El metal es el elemento que me recuerda que todo cambia. Que nada se queda quieto. Que incluso lo más firme, lo más sólido… puede transformarse.
Y sí, hubo una etapa en este camino en la que tuve que dejar que muchas partes de mí se fundieran. Que se quemaran en el fuego del cuestionamiento, de la pausa, del “ya no soy la misma”.
Tuve que reconocer que algunas estructuras internas ya no me sostenían, que había formas de hacer, de pensar, de crear… que me estaban quedando chicas.
Porque transformarse no es solo elegir un nuevo camino. Es aceptar que el anterior ya no te queda. Es soltar lo que fuiste, sin tener todavía muy claro quién eres de verdad.
El metal me enseñó a estar dispuesta, a dejar que la vida me moldeara.
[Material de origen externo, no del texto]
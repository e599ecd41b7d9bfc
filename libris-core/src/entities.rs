//! Entity types as they are shown to the user.
//!
//! Nothing here is owned by LIBRIS: every value is reshaped from a catalog
//! response and replaced wholesale on refetch.

use crate::identity::{AuthorId, BookId};
use serde::{Deserialize, Serialize};

/// One row of a search page.
#[derive(Debug, Clone, PartialEq, Eq, Serialize, Deserialize)]
pub struct SearchResult {
    pub id: BookId,
    pub title: String,
    pub author_name: Option<String>,
    pub author_id: Option<AuthorId>,
    pub cover_id: Option<i64>,
    pub publish_year: Option<i32>,
}

/// A page of search results for one `(filter, page)` pair.
#[derive(Debug, Clone, PartialEq, Eq, Serialize, Deserialize)]
pub struct SearchPage {
    /// Total number of matches across all pages.
    pub num_found: u64,
    /// Offset of the first doc, when the catalog reports it.
    pub start: Option<u64>,
    /// The filter string the catalog echoed back.
    pub filter: String,
    pub docs: Vec<SearchResult>,
}

impl SearchPage {
    pub fn find(&self, id: &BookId) -> Option<&SearchResult> {
        self.docs.iter().find(|doc| &doc.id == id)
    }

    pub fn is_empty(&self) -> bool {
        self.num_found == 0
    }
}

/// External link attached to a book.
#[derive(Debug, Clone, PartialEq, Eq, Serialize, Deserialize)]
pub struct BookLink {
    pub title: String,
    pub url: String,
}

/// Full record of a single work.
#[derive(Debug, Clone, PartialEq, Eq, Serialize, Deserialize)]
pub struct BookDetail {
    pub title: String,
    /// Always present on fetched details; absent on skeletons seeded from a
    /// search page.
    pub description: Option<String>,
    /// Cover ids, strictly positive.
    pub covers: Vec<i64>,
    pub links: Option<Vec<BookLink>>,
    pub author_id: Option<AuthorId>,
}

impl BookDetail {
    /// Partial detail built from a search row, shown while the real record
    /// is loading.
    pub fn skeleton(result: &SearchResult) -> Self {
        Self {
            title: result.title.clone(),
            description: None,
            covers: result.cover_id.filter(|id| *id > 0).into_iter().collect(),
            links: None,
            author_id: result.author_id.clone(),
        }
    }

    pub fn is_skeleton(&self) -> bool {
        self.description.is_none()
    }
}

/// Author record.
#[derive(Debug, Clone, PartialEq, Eq, Serialize, Deserialize)]
pub struct Author {
    pub name: String,
    pub link: Option<String>,
}

/// URL of a cover image on the catalog's cover service.
pub fn cover_url(cover_id: i64, size: CoverSize) -> String {
    format!(
        "https://covers.openlibrary.org/b/id/{}-{}.jpg",
        cover_id,
        size.suffix()
    )
}

#[derive(Debug, Clone, Copy, PartialEq, Eq)]
pub enum CoverSize {
    Small,
    Medium,
    Large,
}

impl CoverSize {
    fn suffix(self) -> &'static str {
        match self {
            CoverSize::Small => "S",
            CoverSize::Medium => "M",
            CoverSize::Large => "L",
        }
    }
}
A que ella, fuera mi maestra. A no resistirme a los golpes, sino aprender a templarme en ellos. Me enseñó a abrazar la resiliencia, no como una obligación de ser fuerte, sino como una danza entre la sensibilidad y la firmeza. Entre la aceptación y la elección.
Aprendí que adaptarme no significaba traicionarme. Que podía mantener mi esencia, incluso si mi forma cambiaba.
La transformación no es perderme… es, en realidad, volver a encontrarme desde otro lugar.
El metal también me enseñó a afilar mi voz. A poner límites. A sostenerme con más claridad. A pulir las partes de mí que necesitaban más foco y menos juicio. Y aunque hubo momentos en los que sentí que me quebraba… en realidad, me estaba moldeando.
Transformarse es un acto de valentía. Y estar dispuesta a hacerlo, una y otra vez, es una revolución infinita. Porque no vinimos a ser estatuas, vinimos a ser materia viva.
Vinimos a transformarnos las veces que sean necesarias para cada vez ser más nosotras mismas.